Cena Classica: A Foodie’s View

The Ides of March is such an important date for classics people, it should be celebrated and honored in style. This year, Monmouth College marked the Ides with the first annual Cena Classica, in remembrance of the late Bernice Fox.

The Cena Classica was held this year in conjunction with the 20th annual Fox lecture. Established in 1985, this lecture series honors Bernice Fox, who taught classics at Monmouth College from 1947 to 1981. This evening’s lecturer was Dr. James DeYoung, who spoke on the Greek play Trojan Women, by Euripides. Crimson Masque, the college’s theatre group, was to present the play that weekend, and Dr. DeYoung spoke on the challenges of producing an ancient Greek play for modern audiences. I arrived at the college looking forward to the lecture. But dinner was to come first.

I was the last diner to arrive (due to a 15-minute quest to find a parking spot on campus). So when I got to the dining room, the tables were already groaning with food. Carafes of water and grape juice stood at intervals along the table. The grape juice was a nod to the no-alcohol-at-official-dinners policy of the college, although everyone at the table agreed that Miss Fox would have preferred wine. There were small bowls of dates and olives to nibble on, too, but the centerpiece of the first course was the bread.

Enormous loaves of soft, chewy Italian bread were topped with a perfect mix of olives, rosemary, garlic, olive oil, and blue cheese. Each bite exploded with salty cheese and fragrant spices, and there was a constant undercurrent of muttering: “Oooh, do you think we could get the recipe for this?”

When each of us had wolfed down at least two slices of bread, the servers unleashed their second masterpiece: the main course. Each server brought out gigantic platters, decorated all over with greens. Each platter was really a work of art for anyone remotely interested in food. In the middle of the platter, a thick bouquet of watercress stood in a clear glass bowl, like the centerpiece on a table. The watercress was topped with a white creamy dressing. (It must have been fish-based, because I could taste tuna, or maybe anchovy, on my second helping of salad.)

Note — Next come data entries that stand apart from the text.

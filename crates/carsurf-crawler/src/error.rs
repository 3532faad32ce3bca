use std::time::Duration;

use crate::driver::DriverError;

#[derive(Debug, thiserror::Error)]
pub enum CrawlError {
    #[error("Browser connectivity issue: {0}")]
    Connectivity(#[source] DriverError),

    #[error("Service is unavailable at the moment: {url} not ready after {timeout:?}")]
    PageLoadTimeout { url: String, timeout: Duration },

    #[error("Invalid radius {radius:?}, available: {available:?}")]
    InvalidRadius {
        radius: String,
        available: Vec<String>,
    },

    #[error("Invalid {field} {value:?}: {reason}")]
    InvalidInput {
        field: &'static str,
        value: String,
        reason: &'static str,
    },

    #[error("Couldn't extract listing {url}: {reason}")]
    Extraction { url: String, reason: String },

    #[error("Navigation failed on {url}: {source}")]
    Navigation { url: String, source: DriverError },

    #[error("Couldn't write records: {0}")]
    Output(anyhow::Error),
}

impl CrawlError {
    pub(crate) fn navigation(url: &str) -> impl FnOnce(DriverError) -> Self + '_ {
        move |source| Self::Navigation {
            url: url.to_string(),
            source,
        }
    }

    pub(crate) fn extraction(url: &str, reason: impl Into<String>) -> Self {
        Self::Extraction {
            url: url.to_string(),
            reason: reason.into(),
        }
    }

    /// Whether the failure is tied to the browser session rather than one page.
    pub fn is_session_failure(&self) -> bool {
        match self {
            Self::Connectivity(_) => true,
            Self::Navigation { source, .. } => source.is_session_lost(),
            _ => false,
        }
    }
}
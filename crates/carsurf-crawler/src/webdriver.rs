use std::process::{Child, Command, Stdio};
use std::time::Duration;

use async_trait::async_trait;
use fantoccini::elements::Element;
use fantoccini::error::CmdError;
use fantoccini::{Client, ClientBuilder};
use serde_json::json;

use crate::config::CrawlerConfig;
use crate::driver::{BrowserDriver, DriverError, Locator, PageElement};

const CONNECT_ATTEMPTS: usize = 20;
const CONNECT_BACKOFF: Duration = Duration::from_millis(250);

/// Chrome session driven through a chromedriver child process.
pub struct WebDriverSession {
    client: Client,
    driver: Option<Child>,
}

impl WebDriverSession {
    pub async fn launch(config: &CrawlerConfig) -> Result<Self, DriverError> {
        log::info!(
            "Starting {} on port {}",
            config.driver_path.display(),
            config.driver_port
        );
        let mut driver = Command::new(&config.driver_path)
            .arg(format!("--port={}", config.driver_port))
            .stdout(Stdio::null())
            .stderr(Stdio::null())
            .spawn()
            .map_err(|source| DriverError::Launch {
                path: config.driver_path.clone(),
                source,
            })?;

        match connect(config).await {
            Ok(client) => {
                log::info!("Browser session opened");
                Ok(Self {
                    client,
                    driver: Some(driver),
                })
            }
            Err(e) => {
                driver.kill().ok();
                driver.wait().ok();
                Err(e)
            }
        }
    }
}

async fn connect(config: &CrawlerConfig) -> Result<Client, DriverError> {
    let mut args = vec!["--disable-gpu", "--window-size=1920,1080"];
    if config.headless {
        args.push("--headless=new");
    }
    let mut prefs = serde_json::Map::new();
    if !config.load_images {
        prefs.insert(
            "profile.managed_default_content_settings.images".into(),
            json!(2),
        );
    }

    let mut caps = serde_json::Map::new();
    caps.insert(
        "goog:chromeOptions".into(),
        json!({ "args": args, "prefs": prefs }),
    );

    let url = config.webdriver_url();
    let mut attempt = 1;
    loop {
        let mut builder = ClientBuilder::native();
        builder.capabilities(caps.clone());
        match builder.connect(&url).await {
            Ok(client) => return Ok(client),
            Err(e) if attempt < CONNECT_ATTEMPTS => {
                log::debug!("Webdriver not ready at {url} (attempt {attempt}): {e}");
                attempt += 1;
                tokio::time::sleep(CONNECT_BACKOFF).await;
            }
            Err(e) => return Err(e.into()),
        }
    }
}

fn wd_locator(locator: &Locator) -> fantoccini::Locator<'_> {
    match locator {
        Locator::Css(s) => fantoccini::Locator::Css(s),
        Locator::Id(s) => fantoccini::Locator::Id(s),
        Locator::XPath(s) => fantoccini::Locator::XPath(s),
    }
}

#[async_trait]
impl BrowserDriver for WebDriverSession {
    type Element = WebElement;

    async fn navigate(&self, url: &str) -> Result<(), DriverError> {
        self.client.goto(url).await?;
        Ok(())
    }

    async fn find_element(&self, locator: &Locator) -> Result<Option<WebElement>, DriverError> {
        Ok(self.find_elements(locator).await?.into_iter().next())
    }

    async fn find_elements(&self, locator: &Locator) -> Result<Vec<WebElement>, DriverError> {
        let found = self.client.find_all(wd_locator(locator)).await?;
        Ok(found.into_iter().map(WebElement).collect())
    }

    async fn execute_script(&self, script: &str) -> Result<serde_json::Value, DriverError> {
        Ok(self.client.execute(script, vec![]).await?)
    }

    async fn wait_for(&self, locator: &Locator, timeout: Duration) -> Result<bool, DriverError> {
        match self
            .client
            .wait()
            .at_most(timeout)
            .for_element(wd_locator(locator))
            .await
        {
            Ok(_) => Ok(true),
            Err(CmdError::WaitTimeout) => Ok(false),
            Err(e) => Err(e.into()),
        }
    }

    async fn quit(mut self) -> Result<(), DriverError> {
        let closed = self.client.clone().close().await;
        if let Some(mut driver) = self.driver.take() {
            driver.kill().ok();
            driver.wait().ok();
        }
        log::info!("Browser session closed");
        Ok(closed?)
    }
}

impl Drop for WebDriverSession {
    fn drop(&mut self) {
        if let Some(mut driver) = self.driver.take() {
            log::warn!("Browser session dropped without quit, killing driver");
            driver.kill().ok();
            driver.wait().ok();
        }
    }
}

pub struct WebElement(Element);

#[async_trait]
impl PageElement for WebElement {
    async fn text(&self) -> Result<String, DriverError> {
        Ok(self.0.text().await?)
    }

    async fn attr(&self, name: &str) -> Result<Option<String>, DriverError> {
        Ok(self.0.attr(name).await?)
    }

    async fn find_element(&self, locator: &Locator) -> Result<Option<WebElement>, DriverError> {
        Ok(self.find_elements(locator).await?.into_iter().next())
    }

    async fn find_elements(&self, locator: &Locator) -> Result<Vec<WebElement>, DriverError> {
        let found = self.0.find_all(wd_locator(locator)).await?;
        Ok(found.into_iter().map(WebElement).collect())
    }

    async fn select_by_text(&self, text: &str) -> Result<(), DriverError> {
        self.0.select_by_label(text).await?;
        Ok(())
    }

    async fn send_keys(&self, text: &str) -> Result<(), DriverError> {
        self.0.send_keys(text).await?;
        Ok(())
    }
}
mod config;
mod crawler;
mod driver;
mod error;
mod listing;
mod pagination;
mod record;
mod search;
mod webdriver;

pub use config::{CrawlerConfig, OnError, PageSelectors, TRED_URL};
pub use crawler::{check_site, crawl_site, scrap_single_listing};
pub use driver::{BrowserDriver, DriverError, Locator, PageElement};
pub use error::CrawlError;
pub use listing::{
    clean_label, collapse_lines, extract_name, scrap_listing, RowKind, RowSection,
    OPTIONS_MARKER, SUMMARY_MARKER,
};
pub use pagination::{collect_listings, SCROLL_HEIGHT, SCROLL_TO_BOTTOM};
pub use record::{Price, Record, SummaryEntry, TabularWriter, SOLD};
pub use search::{parse_limit, parse_zip, validate_radius, SearchFilter, Zip};
pub use webdriver::{WebDriverSession, WebElement};

pub use anyhow;
pub use async_trait::async_trait;
//! Leaderboard data models.

use crate::bracket::{BracketId, TeamId};
use crate::format::BracketFormat;
use serde::{Deserialize, Serialize};

/// Points awarded per medal
pub const GOLD_POINTS: u32 = 3;
pub const SILVER_POINTS: u32 = 2;
pub const BRONZE_POINTS: u32 = 1;

/// Raw per-team counters, summable across brackets
#[derive(Debug, Clone, Copy, Default, PartialEq, Eq, Serialize, Deserialize)]
pub struct TeamTally {
    pub total_matches: u32,
    pub wins: u32,
    pub gold: u32,
    pub silver: u32,
    pub bronze: u32,
}

impl TeamTally {
    pub fn add(&mut self, other: &TeamTally) {
        self.total_matches += other.total_matches;
        self.wins += other.wins;
        self.gold += other.gold;
        self.silver += other.silver;
        self.bronze += other.bronze;
    }

    /// `3·gold + 2·silver + bronze`
    pub fn total_points(&self) -> u32 {
        GOLD_POINTS * self.gold + SILVER_POINTS * self.silver + BRONZE_POINTS * self.bronze
    }

    /// Percentage of matches won, clamped to `[0, 100]`
    pub fn win_rate(&self) -> u32 {
        if self.total_matches == 0 {
            return 0;
        }
        let rate = (f64::from(self.wins) * 100.0 / f64::from(self.total_matches)).round() as u32;
        rate.min(100)
    }
}

/// Ranked leaderboard row
#[derive(Debug, Clone, PartialEq, Eq, Serialize, Deserialize)]
pub struct TeamStanding {
    /// 1-based position
    pub rank: u32,
    pub team_id: TeamId,
    pub total_matches: u32,
    pub wins: u32,
    pub gold: u32,
    pub silver: u32,
    pub bronze: u32,
    pub total_points: u32,
    pub win_rate: u32,
}

/// Leaderboard of one sport within an event
#[derive(Debug, Clone, PartialEq, Eq, Serialize, Deserialize)]
pub struct SportLeaderboard {
    pub bracket_id: BracketId,
    pub sport_type: String,
    pub bracket_type: BracketFormat,
    pub standings: Vec<TeamStanding>,
}

/// Champion of a completed bracket
#[derive(Debug, Clone, PartialEq, Eq, Serialize, Deserialize)]
pub struct EventChampion {
    pub bracket_id: BracketId,
    pub sport_type: String,
    pub bracket_type: BracketFormat,
    pub champion_team_id: TeamId,
}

Around the centerpiece of salad sat the other stars of the main course. There were huge chunks of some quiche-like dish. (I regret to say that although this had lots of spinach in it, which looked really good, it also had lots of olives. So I didn’t have any of this particular dish, although I’m sure if one liked olives, it would have been delicious.) On the opposite side of the platter, there was a pile of what looked like cocktail weenies in a dark barbecue sauce. We all figured they were little Roman sausages of some kind, but actually, they were baby carrots cooked in sauce. (I made up for not eating my spinach with these.)

And at each corner of the platter, nestled on beds of greens, were small, perfect little Cornish hens, four to each tray. The neat little birds were seasoned and grilled to perfection, and drizzled with smooth, purply-red plum sauce. The meat on these birds was moist and succulent, and I would just love to know how the chef managed to cook 40-odd birds to such moist tenderness all at once, because the one I had was exquisite.

It was at about that point in the meal, filled with good conversation and toasts to Miss Fox and to the cooks and servers, that someone asked if we could simply repeat this menu for every year for succeeding dinners. Uncle Tom, being the generous host, said of course we could. So now we can all look forward to the Ides of March with the same anticipation as to the best Thanksgiving dinner.

After we had picked our lovely birds down to the bones, and had second helpings of sauce-soaked carrots, and third helpings of watercress (because greens are good for you), the servers brought out dessert. This, in contrast to the rest of the dinner, was an individually plated dish. Each diner was served a pear half, poached in red wine. This light, chilled dessert was a gracious end to a luscious meal.

We pushed back from the table. Some of us wandered away to the library, while others remained at the table, picking at the last few dates in the bowls and continuing our dinner conversations. An hour later, after dinner had settled, we all went upstairs to hear Dr. DeYoung’s lecture on The Trojan Women. At the end of the evening, I drove home, my mind and my tummy both pleasantly full. On the seat next to me were a couple of pieces of olive bread neatly wrapped in plastic. I was re-enacting yet another charming Roman custom, of taking leftovers home with me. I breathed in the scent of garlic, and I was content.